- **Exercise directions**:
Across the data below, how many lines hold "updated"? Answer with that number and nothing else.

- **Record extracts**:
┌────────
// Copyright (C) 2026 Michael Wilson <mike@mdwn.dev>
//
// This program is free software: you can redistribute it and/or modify it under
// the terms of the GNU General Public License as published by the Free Software
// Foundation, version 3.
//
// This program is distributed in the hope that it will be useful, but WITHOUT
// ANY WARRANTY; without even the implied warranty of MERCHANTABILITY or FITNESS
// FOR A PARTICULAR PURPOSE. See the GNU General Public License for more details.
//
// You should have received a copy of the GNU General Public License along with
// this program. If not, see <https://www.gnu.org/licenses/>.
//
use std::sync::Mutex;

use rand::{rngs::StdRng, Rng, SeedableRng};
use tracing::warn;

use crate::metadata::{self, Cover};
use crate::station::StationHandle;

const UNKNOWN_ARTIST: &str = "Unknown Artist";

/// A user-visible response to a command.
pub enum Reply {
    /// The now playing announcement. Title and artist carry the factual
    /// content separately from the templated text; the cover is there for
    /// frontends that can attach images. The keyboard frontend only shows
    /// the text.
    #[allow(dead_code)]
    NowPlaying {
        text: String,
        title: String,
        artist: String,
        cover: Option<Cover>,
    },
    /// The volume was updated.
    VolumeSet { text: String },
    /// The command was rejected or could not be served.
    Error { text: String },
}

impl Reply {
    /// The message text to show the requester.
    pub fn text(&self) -> &str {
        match self {
            Reply::NowPlaying { text, .. } => text,
            Reply::VolumeSet { text } => text,
            Reply::Error { text } => text,
        }
    }
}

/// The command interface: answers now playing queries from the current track
/// reference and forwards validated volume changes to the session. Frontends
/// (chat, keyboard) deliver events here and relay the replies.
pub struct Commands {
    station: StationHandle,
    /// The role a requester needs to adjust the volume.
    admin_role: String,
    /// Picks announcement templates.
    rng: Mutex<StdRng>,
}

impl Commands {
    /// Creates a new command interface over the given station handle.
    pub fn new(station: StationHandle, admin_role: &str) -> Commands {
        Commands {
            station,
            admin_role: admin_role.to_string(),
            rng: Mutex::new(StdRng::from_entropy()),
        }
    }

    /// Answers a now playing query. The template rotates per call; the
    /// factual title and artist only change when the track does. The file
    /// probe runs on a blocking thread.
    pub async fn now_playing(&self) -> Reply {
        let path = match self.station.current_track() {
            Some(path) => path,
            None => {
                return Reply::Error {
                    text: "Nothing is playing right now.".to_string(),
                }
            }
        };

        let info = {
            let probe = path.clone();
            match tokio::task::spawn_blocking(move || metadata::read(&probe)).await {
                Ok(info) => info,
                Err(e) => {
                    warn!(err = format!("{}", e), "Error waiting for metadata probe.");
                    return Reply::Error {
                        text: "Couldn't read the song metadata, sorry.".to_string(),
                    };
                }
            }
        };

        match info {
            Ok(info) => {
                let title = info
                    .title
                    .unwrap_or_else(|| metadata::display_title(&path));
                let artist = info.artist.unwrap_or_else(|| UNKNOWN_ARTIST.to_string());
                let template = self
                    .rng
                    .lock()
                    .expect("unable to get lock")
                    .gen_range(0..TEMPLATE_COUNT);
                Reply::NowPlaying {
                    text: announcement(template, &title, &artist),
                    title,
                    artist,
                    cover: info.cover,
                }
            }
            Err(e) => {
                warn!(err = %e, "Unable to read metadata for now playing query.");
                Reply::Error {
                    text: "Couldn't read the song metadata, sorry.".to_string(),
                }
            }
        }
    }

    /// Applies a volume change. The input is the raw user-supplied level;
    /// non-numeric or out-of-range values are rejected, as are requesters
    /// without the admin role.
    pub fn set_volume(&self, input: &str, authorized: bool) -> Reply {
        if !authorized {
            return Reply::Error {
                text: format!(
                    "Only users with the {} role can adjust the volume.",
                    self.admin_role
                ),
            };
        }

        let level: f32 = match input.trim().parse() {
            Ok(level) => level,
            Err(_) => {
                return Reply::Error {
                    text: "Please provide a volume between 0.0 and 1.0, e.g. 0.3.".to_string(),
                }
            }
        };
        if !(0.0..=1.0).contains(&level) {
            return Reply::Error {
                text: "Please provide a volume between 0.0 and 1.0, e.g. 0.3.".to_string(),
            };
        }

        match self.station.session().set_volume(level) {
            Ok(()) => Reply::VolumeSet {
                text: format!("Volume updated to {}.", level),
            },
            Err(e) => Reply::Error {
                text: format!("{}.", capitalize(&e.to_string())),
            },
        }
    }
}

const TEMPLATE_COUNT: usize = 10;

/// One of the rotating announcement templates. The wording varies, the
/// factual content never does.
fn announcement(template: usize, title: &str, artist: &str) -> String {
    match template {
        0 => format!("Currently spinning: {} by {}!", title, artist),
        1 => format!("Now playing: {} by {}.", title, artist),
        2 => format!("You're listening to: {} by {}!", title, artist),
        3 => format!("This track is by {}... it's called {}!", artist, title),
        4 => format!("The station's choice: {} by {}!", title, artist),
        5 => format!("Floating to the tune of {} by {}!", title, artist),
        6 => format!("It's {} by {} playing now.", title, artist),
        7 => format!("You're vibing with {} by {}.", title, artist),
        8 => format!("Playing: {} by the lovely {}.", title, artist),
        _ => format!("Melody on deck: {} by {}.", title, artist),
    }
}

fn capitalize(text: &str) -> String {
    let mut chars = text.chars();
    match chars.next() {
        Some(first) => first.to_uppercase().collect::<String>() + chars.as_str(),
        None => String::new(),
    }
}

#[cfg(test)]
mod test {
    use std::path::PathBuf;
    use std::sync::{Arc, RwLock};

    use crate::session::{Session, DEFAULT_VOLUME};
    use crate::sink::mock;
    use crate::station::StationHandle;

    use super::{announcement, Commands, Reply, TEMPLATE_COUNT};

    fn commands(current_track: Option<PathBuf>) -> (Commands, Arc<Session>) {
        let sink = Arc::new(mock::Device::get("mock-sink"));
        let session = Arc::new(Session::new(sink, DEFAULT_VOLUME));
        let handle = StationHandle::new(Arc::new(RwLock::new(current_track)), session.clone());
        (Commands::new(handle, "Directors"), session)
    }

    fn tagless_track() -> (tempfile::TempDir, PathBuf) {
        let dir = tempfile::tempdir().expect("unable to create tempdir");
        let path = dir.path().join("moonlight-groove.wav");

        let spec = hound::WavSpec {
            channels: 2,
            sample_rate: 48000,
            bits_per_sample: 16,
            sample_format: hound::SampleFormat::Int,
        };
        let mut writer = hound::WavWriter::create(&path, spec).expect("unable to create wav");
        for _ in 0..4800 {
            writer.write_sample(0i16).expect("unable to write sample");
        }
        writer.finalize().expect("unable to finalize wav");
        (dir, path)
    }

    #[test]
    fn test_announcements_carry_the_facts() {
        for template in 0..TEMPLATE_COUNT {
            let text = announcement(template, "Moanin'", "Art Blakey");
            assert!(text.contains("Moanin'"), "{}", text);
            assert!(text.contains("Art Blakey"), "{}", text);
        }
    }

    #[tokio::test(flavor = "multi_thread")]
    async fn test_now_playing_without_a_track() {
        let (commands, _session) = commands(None);
        assert!(matches!(commands.now_playing().await, Reply::Error { .. }));
    }

    #[tokio::test(flavor = "multi_thread")]
    async fn test_now_playing_is_factually_idempotent() {
        let (_dir, path) = tagless_track();
        let (commands, _session) = commands(Some(path));

        let (first_title, first_artist) = match commands.now_playing().await {
            Reply::NowPlaying { title, artist, .. } => (title, artist),
            _ => panic!("expected a now playing reply"),
        };
        // The untagged file falls back to its stem.
        assert_eq!(first_title, "moonlight-groove");

        let (second_title, second_artist) = match commands.now_playing().await {
            Reply::NowPlaying { title, artist, .. } => (title, artist),
            _ => panic!("expected a now playing reply"),
        };
        assert_eq!(first_title, second_title);
        assert_eq!(first_artist, second_artist);
    }

    #[tokio::test(flavor = "multi_thread")]
    async fn test_now_playing_with_unreadable_metadata() {
        let (commands, _session) = commands(Some(PathBuf::from("vanished.mp3")));
        assert!(matches!(commands.now_playing().await, Reply::Error { .. }));
    }

    #[test]
    fn test_set_volume_requires_authorization() {
        let (commands, _session) = commands(None);
        match commands.set_volume("0.3", false) {
            Reply::Error { text } => assert!(text.contains("Directors")),
            _ => panic!("expected an error reply"),
        }
    }

    #[test]
    fn test_set_volume_validates_input() {
        let (commands, _session) = commands(None);

        assert!(matches!(
            commands.set_volume("loud", true),
            Reply::Error { .. }
        ));
        assert!(matches!(
            commands.set_volume("1.5", true),
            Reply::Error { .. }
        ));
        assert!(matches!(
            commands.set_volume("-0.1", true),
            Reply::Error { .. }
        ));

        // In range but nothing playing yet.
        assert!(matches!(
            commands.set_volume("0.3", true),
            Reply::Error { .. }
        ));
    }

    #[tokio::test(flavor = "multi_thread")]
    async fn test_set_volume_applies_to_active_resource() {
        use crate::pipeline::PcmStream;
        use std::io::Cursor;

        let (commands, session) = commands(None);
        session
            .play(PcmStream::new(Box::new(Cursor::new(vec![0u8; 64]))))
            .await;

        match commands.set_volume("0.3", true) {
            Reply::VolumeSet { text } => assert!(text.contains("0.3")),
            _ => panic!("expected a volume set reply"),
        }
        assert_eq!(session.current_volume(), Some(0.3));
    }
}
└────────
- **Solution**:
2